Hi Team,I am using ML for Document understanding for some invoices, when we extract data from invoices we are getting the decimal points in an amount in place of comma 6,00,015 amount change and it will be 6.00015, please let me know how we can we deal with that.
Please check the attached screenshot.
Option 1 - Try with different data types → Int, String, Double
Option 2 - Train the model with more invoices. Uncheck the checkbox corresponding to Net Amount, enter the correct value.
Option 3 - (Could be a temporary solution) For all amounts, use string functions to get rid of the “.” and then convert to Int/ add “,” using string functions. Not sure if you will have decimals in the amount, but if you do, you will have to handle that as well.

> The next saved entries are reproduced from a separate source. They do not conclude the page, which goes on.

//! In-memory escalation registry.
//!
//! The registry owns every [`EscalationRequest`] for its whole life. Requests
//! only move `pending -> answered` (via [`EscalationRegistry::match_reply_at`])
//! or `pending -> expired` (via a read, a sweep, or a late reply). All
//! operations take one registry-wide lock and never hold it across an await.

use std::{
    collections::HashMap,
    sync::{Mutex, MutexGuard},
    time::Duration,
};

use parley_core::{current_unix_timestamp_ms, duration_to_ms, is_past_deadline_ms};
use serde::Serialize;

const RANDOM_ID_PREFIX_CHARS: usize = 6;

#[derive(Debug, Clone, Copy, PartialEq, Eq, Hash, Serialize)]
#[serde(rename_all = "snake_case")]
pub enum EscalationStatus {
    Pending,
    Answered,
    Expired,
}

impl EscalationStatus {
    pub fn as_str(self) -> &'static str {
        match self {
            Self::Pending => "pending",
            Self::Answered => "answered",
            Self::Expired => "expired",
        }
    }

    pub fn is_terminal(self) -> bool {
        !matches!(self, Self::Pending)
    }
}

#[derive(Debug, Clone, PartialEq, Eq, Serialize)]
/// Snapshot of one escalation.
pub struct EscalationRequest {
    pub id: String,
    pub question: String,
    #[serde(skip_serializing_if = "Option::is_none")]
    pub context: Option<String>,
    pub created_unix_ms: u64,
    pub expires_unix_ms: u64,
    pub status: EscalationStatus,
    #[serde(skip_serializing_if = "Option::is_none")]
    pub answer: Option<String>,
    #[serde(skip_serializing_if = "Option::is_none")]
    pub answered_by: Option<String>,
    #[serde(skip_serializing_if = "Option::is_none")]
    pub resolved_unix_ms: Option<u64>,
}

impl EscalationRequest {
    fn expire(&mut self, now_unix_ms: u64) {
        self.status = EscalationStatus::Expired;
        self.resolved_unix_ms = Some(now_unix_ms);
    }

    fn expire_if_due(&mut self, now_unix_ms: u64) -> bool {
        if self.status == EscalationStatus::Pending
            && is_past_deadline_ms(self.expires_unix_ms, now_unix_ms)
        {
            self.expire(now_unix_ms);
            return true;
        }
        false
    }
}

#[derive(Debug, Clone, Copy, PartialEq, Eq, Serialize)]
#[serde(rename_all = "snake_case")]
/// Outcome of feeding one parsed reply into the registry.
pub enum ReplyMatch {
    Answered,
    Unknown,
    AlreadyAnswered,
    Expired,
}

impl ReplyMatch {
    pub fn is_answered(self) -> bool {
        matches!(self, Self::Answered)
    }

    pub fn as_str(self) -> &'static str {
        match self {
            Self::Answered => "answered",
            Self::Unknown => "unknown",
            Self::AlreadyAnswered => "already_answered",
            Self::Expired => "expired",
        }
    }
}

#[derive(Debug, Clone, Copy, PartialEq, Eq)]
pub struct RegistryConfig {
    pub default_timeout: Duration,
    pub max_timeout: Duration,
    pub retention: Duration,
}

impl Default for RegistryConfig {
    fn default() -> Self {
        Self {
            default_timeout: Duration::from_secs(1_800),
            max_timeout: Duration::from_secs(86_400),
            retention: Duration::from_secs(3_600),
        }
    }
}

#[derive(Debug, Clone, Copy, Default, PartialEq, Eq, Serialize)]
pub struct RegistryCounts {
    pub pending: usize,
    pub answered: usize,
    pub expired: usize,
}

#[derive(Debug, Default)]
struct RegistryState {
    entries: HashMap<String, EscalationRequest>,
    sequence: u64,
}

#[derive(Debug, Default)]
/// Process-local store of escalation requests, shared between the service and
/// the poller through an `Arc`.
pub struct EscalationRegistry {
    config: RegistryConfig,
    state: Mutex<RegistryState>,
}

impl EscalationRegistry {
    pub fn new(config: RegistryConfig) -> Self {
        Self {
            config,
            state: Mutex::new(RegistryState::default()),
        }
    }

    pub fn config(&self) -> RegistryConfig {
        self.config
    }

    fn lock(&self) -> MutexGuard<'_, RegistryState> {
        self.state
            .lock()
            .unwrap_or_else(|poisoned| poisoned.into_inner())
    }

    /// Resolves the effective timeout: the default when unset, clamped to the
    /// configured maximum.
    pub fn effective_timeout(&self, requested: Option<Duration>) -> Duration {
        requested
            .unwrap_or(self.config.default_timeout)
            .min(self.config.max_timeout)
    }

    pub fn create(
        &self,
        question: &str,
        context: Option<&str>,
        timeout: Option<Duration>,
    ) -> String {
        self.create_at(question, context, timeout, current_unix_timestamp_ms())
            .id
    }

    /// Records a new pending request and returns its snapshot.
    pub fn create_at(
        &self,
        question: &str,
        context: Option<&str>,
        timeout: Option<Duration>,
        now_unix_ms: u64,
    ) -> EscalationRequest {
        let timeout_ms = duration_to_ms(self.effective_timeout(timeout));
        let context = context
            .map(str::trim)
            .filter(|value| !value.is_empty())
            .map(ToString::to_string);

        let mut state = self.lock();
        state.sequence = state.sequence.saturating_add(1);
        let id = next_escalation_id(state.sequence);
        let request = EscalationRequest {
            id: id.clone(),
            question: question.trim().to_string(),
            context,
            created_unix_ms: now_unix_ms,
            expires_unix_ms: now_unix_ms.saturating_add(timeout_ms),
            status: EscalationStatus::Pending,
            answer: None,
            answered_by: None,
            resolved_unix_ms: None,
        };
        state.entries.insert(id, request.clone());
        request
    }

    pub fn match_reply(&self, id: &str, answer: &str, answered_by: &str) -> ReplyMatch {
        self.match_reply_at(id, answer, answered_by, current_unix_timestamp_ms())
    }

    /// Applies a reply to `id`. Only the first reply to a live pending request
    /// is accepted; anything else leaves the registry unchanged apart from a
    /// due expiry transition.
    pub fn match_reply_at(
        &self,
        id: &str,
        answer: &str,
        answered_by: &str,
        now_unix_ms: u64,
    ) -> ReplyMatch {
        let answer = answer.trim();
        let mut state = self.lock();
        let Some(entry) = state.entries.get_mut(id) else {
            return ReplyMatch::Unknown;
        };
        if entry.expire_if_due(now_unix_ms) {
            return ReplyMatch::Expired;
        }
        match entry.status {
            EscalationStatus::Answered => ReplyMatch::AlreadyAnswered,
            EscalationStatus::Expired => ReplyMatch::Expired,
            EscalationStatus::Pending if answer.is_empty() => ReplyMatch::Unknown,
            EscalationStatus::Pending => {
                entry.status = EscalationStatus::Answered;
                entry.answer = Some(answer.to_string());
                entry.answered_by = Some(answered_by.to_string());
                entry.resolved_unix_ms = Some(now_unix_ms);
                ReplyMatch::Answered
            }
        }
    }

    pub fn get(&self, id: &str) -> Option<EscalationRequest> {
        self.get_at(id, current_unix_timestamp_ms())
    }

    /// Returns the current snapshot, expiring a pending request whose deadline
    /// has passed first.
    pub fn get_at(&self, id: &str, now_unix_ms: u64) -> Option<EscalationRequest> {
        let mut state = self.lock();
        let entry = state.entries.get_mut(id)?;
        entry.expire_if_due(now_unix_ms);
        Some(entry.clone())
    }

    pub fn sweep_expired(&self) -> Vec<String> {
        self.sweep_expired_at(current_unix_timestamp_ms())
    }

    /// Expires every pending request past its deadline and returns their ids.
    pub fn sweep_expired_at(&self, now_unix_ms: u64) -> Vec<String> {
        let mut state = self.lock();
        let mut expired = state
            .entries
            .values_mut()
            .filter_map(|entry| {
                entry
                    .expire_if_due(now_unix_ms)
                    .then(|| entry.id.clone())
            })
            .collect::<Vec<_>>();
        expired.sort();
        expired
    }

    /// Drops terminal requests resolved longer than the retention window ago.
    pub fn evict_terminal_at(&self, now_unix_ms: u64) -> usize {
        let retention_ms = duration_to_ms(self.config.retention);
        let mut state = self.lock();
        let before = state.entries.len();
        state.entries.retain(|_, entry| {
            if !entry.status.is_terminal() {
                return true;
            }
            let resolved = entry.resolved_unix_ms.unwrap_or(entry.expires_unix_ms);
            resolved.saturating_add(retention_ms) >= now_unix_ms
        });
        before - state.entries.len()
    }

    pub fn counts(&self) -> RegistryCounts {
        let state = self.lock();
        let mut counts = RegistryCounts::default();
        for entry in state.entries.values() {
            match entry.status {
                EscalationStatus::Pending => counts.pending += 1,
                EscalationStatus::Answered => counts.answered += 1,
                EscalationStatus::Expired => counts.expired += 1,
            }
        }
        counts
    }

    pub fn len(&self) -> usize {
        self.lock().entries.len()
    }

    pub fn is_empty(&self) -> bool {
        self.len() == 0
    }
}

fn next_escalation_id(sequence: u64) -> String {
    let random = uuid::Uuid::new_v4().simple().to_string();
    format!("{}{sequence:x}", &random[..RANDOM_ID_PREFIX_CHARS])
}
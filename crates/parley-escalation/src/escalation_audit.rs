use std::path::{Path, PathBuf};

use parley_channel::InboundMessage;
use parley_core::{append_line_with_rotation, current_unix_timestamp_ms, LogRotationPolicy};
use serde_json::{json, Value};

use crate::escalation_registry::{EscalationRequest, ReplyMatch};

pub const ESCALATION_AUDIT_FILE_NAME: &str = "escalation-events.jsonl";

#[derive(Debug, Clone)]
/// Append-only NDJSON trail of escalation lifecycle events.
///
/// Write failures are logged and swallowed; auditing never changes the
/// outcome of a raise, poll, or reply.
pub struct EscalationAuditLog {
    path: PathBuf,
    rotation: LogRotationPolicy,
}

impl EscalationAuditLog {
    pub fn new(path: PathBuf, rotation: LogRotationPolicy) -> Self {
        Self { path, rotation }
    }

    pub fn in_state_dir(state_dir: &Path) -> Self {
        Self::new(
            state_dir.join(ESCALATION_AUDIT_FILE_NAME),
            LogRotationPolicy::from_env(),
        )
    }

    pub fn path(&self) -> &Path {
        &self.path
    }

    pub fn record_raised(&self, request: &EscalationRequest) {
        self.append(json!({
            "event": "escalation_raised",
            "id": request.id,
            "question": request.question,
            "context": request.context,
            "expires_unix_ms": request.expires_unix_ms,
        }));
    }

    pub fn record_delivery_failed(&self, id: &str, reason: &str) {
        self.append(json!({
            "event": "escalation_delivery_failed",
            "id": id,
            "reason": reason,
        }));
    }

    pub fn record_answered(&self, id: &str, reply: &InboundMessage) {
        self.append(json!({
            "event": "escalation_answered",
            "id": id,
            "answered_by": reply.sender_id,
            "answered_by_username": reply.sender_username,
            "message_id": reply.message_id,
            "message_sent_unix_ms": reply.sent_unix_ms,
        }));
    }

    pub fn record_expired(&self, id: &str) {
        self.append(json!({
            "event": "escalation_expired",
            "id": id,
        }));
    }

    pub fn record_reply_rejected(&self, id: &str, outcome: ReplyMatch, message_id: &str) {
        self.append(json!({
            "event": "reply_rejected",
            "id": id,
            "outcome": outcome.as_str(),
            "message_id": message_id,
        }));
    }

    /// Unauthorized replies are recorded without the referenced escalation id.
    pub fn record_reply_unauthorized(&self, sender_id: Option<&str>, reason_code: &str) {
        self.append(json!({
            "event": "reply_unauthorized",
            "sender_id": sender_id,
            "reason_code": reason_code,
        }));
    }

    fn append(&self, mut record: Value) {
        if let Value::Object(fields) = &mut record {
            fields.insert(
                "timestamp_unix_ms".to_string(),
                Value::from(current_unix_timestamp_ms()),
            );
        }
        let line = record.to_string();
        if let Err(error) = append_line_with_rotation(&self.path, &line, self.rotation) {
            tracing::warn!(
                path = %self.path.display(),
                error = %error,
                "failed to append escalation audit record"
            );
        }
    }
}
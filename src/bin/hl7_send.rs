use std::{
    error::Error,
    fs,
    io::{self, Read, Write},
    net::{SocketAddr, TcpStream},
    path::PathBuf,
};

use clap::Parser;
use hl7_wire::{
    Command, Encoding, Message, MllpTransport, TransportError, cli::join_segments, prompt,
};

#[derive(Debug, Parser)]
#[command(version, about, long_about = None)]
struct Cli {
    /// Server address
    address: SocketAddr,
    /// Send the message in this file instead of prompting for messages
    path: Option<PathBuf>,
    /// Separate segments with '\n' instead of '\r'
    #[arg(long)]
    newline: bool,
}

fn main() -> Result<(), Box<dyn Error>> {
    env_logger::init();

    let cli = Cli::parse();
    let encoding = match cli.newline {
        true => Encoding::newline(),
        false => Encoding::default(),
    };
    let stream = TcpStream::connect(cli.address)?;
    let mut transport = MllpTransport::with_encoding(stream, encoding);

    if let Some(path) = cli.path {
        send(&mut transport, &join_segments(&fs::read_to_string(path)?))?;
        return Ok(());
    }

    let mut stdin = io::stdin().lock();
    let mut stdout = io::stdout().lock();
    loop {
        match prompt(&mut stdin, &mut stdout)? {
            Command::Exit => break,
            Command::Message(text) => {
                if let Err(e) = send(&mut transport, &text) {
                    eprintln!("error: {e}");
                }
            }
        }
    }

    Ok(())
}

fn send<T: Read + Write>(
    transport: &mut MllpTransport<T>,
    text: &str,
) -> Result<(), TransportError> {
    let msg = Message::parse(text)?;

    match transport.exchange(&msg)? {
        Some(reply) => println!("{}", reply.encode().replace('\r', "\n")),
        None => eprintln!("connection closed without a reply"),
    }
    Ok(())
}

What’s the field type you have defined in taxonomy? Have you defined Net amount as “text” or “number”? Please change to text if you have not and test if you are getting 6,00,015.
So, for option #1, what was the output when you tried changing the data type to (1) string, (2) number?
Option 2 → how many additional documents did you train the AI on, specifically the “.” and “,”?
Option 3 → This should have worked. Where did this fail? What did you try?
Also:
What’s the OCR engine you are using? Tried using a different one? (in digitization?
Is this a standard template? If yes, have tried using Form Extractor?
I did try out myself by Deploying the Invoices India ML Package (same version 22.10.0.0) and tested with an Invoices Document which contained an amount that was in the Indian format, However, I was not able to reproduce the issue that you are facing.
Could you check if the Total Amount is getting extracted in the correct manner for the below Invoices PDF (It is a Dummy PDF) : Invoice_India_Sample.pdf (90.6 KB)
Also, Let us know if you are using the Present Validation Station Activity i.e Attended Mode and not the Create Document Validation Action Activity. If you have not yet tried out with the validation through Action Center, Could you let us know after testing with it as well ?
Thanks for your reply,I am still facing the same issue, by using the https://du.uipath.com/ie/invoices_india endpoint.
I am using Create Document Validation Action Activity.
as the amount is a very critical and important term.Please let me know how to deal with this situation?
It does seem that this error in identifying the decimals or commas is indeed happening by the Package itself. It might be due to the fact that the images/documents are of low quality or may be there are noises in the part/section of that area, Hence it might be incorrectly identifying the commas as decimals.
However, this should be fixed in the future Invoice Package releases.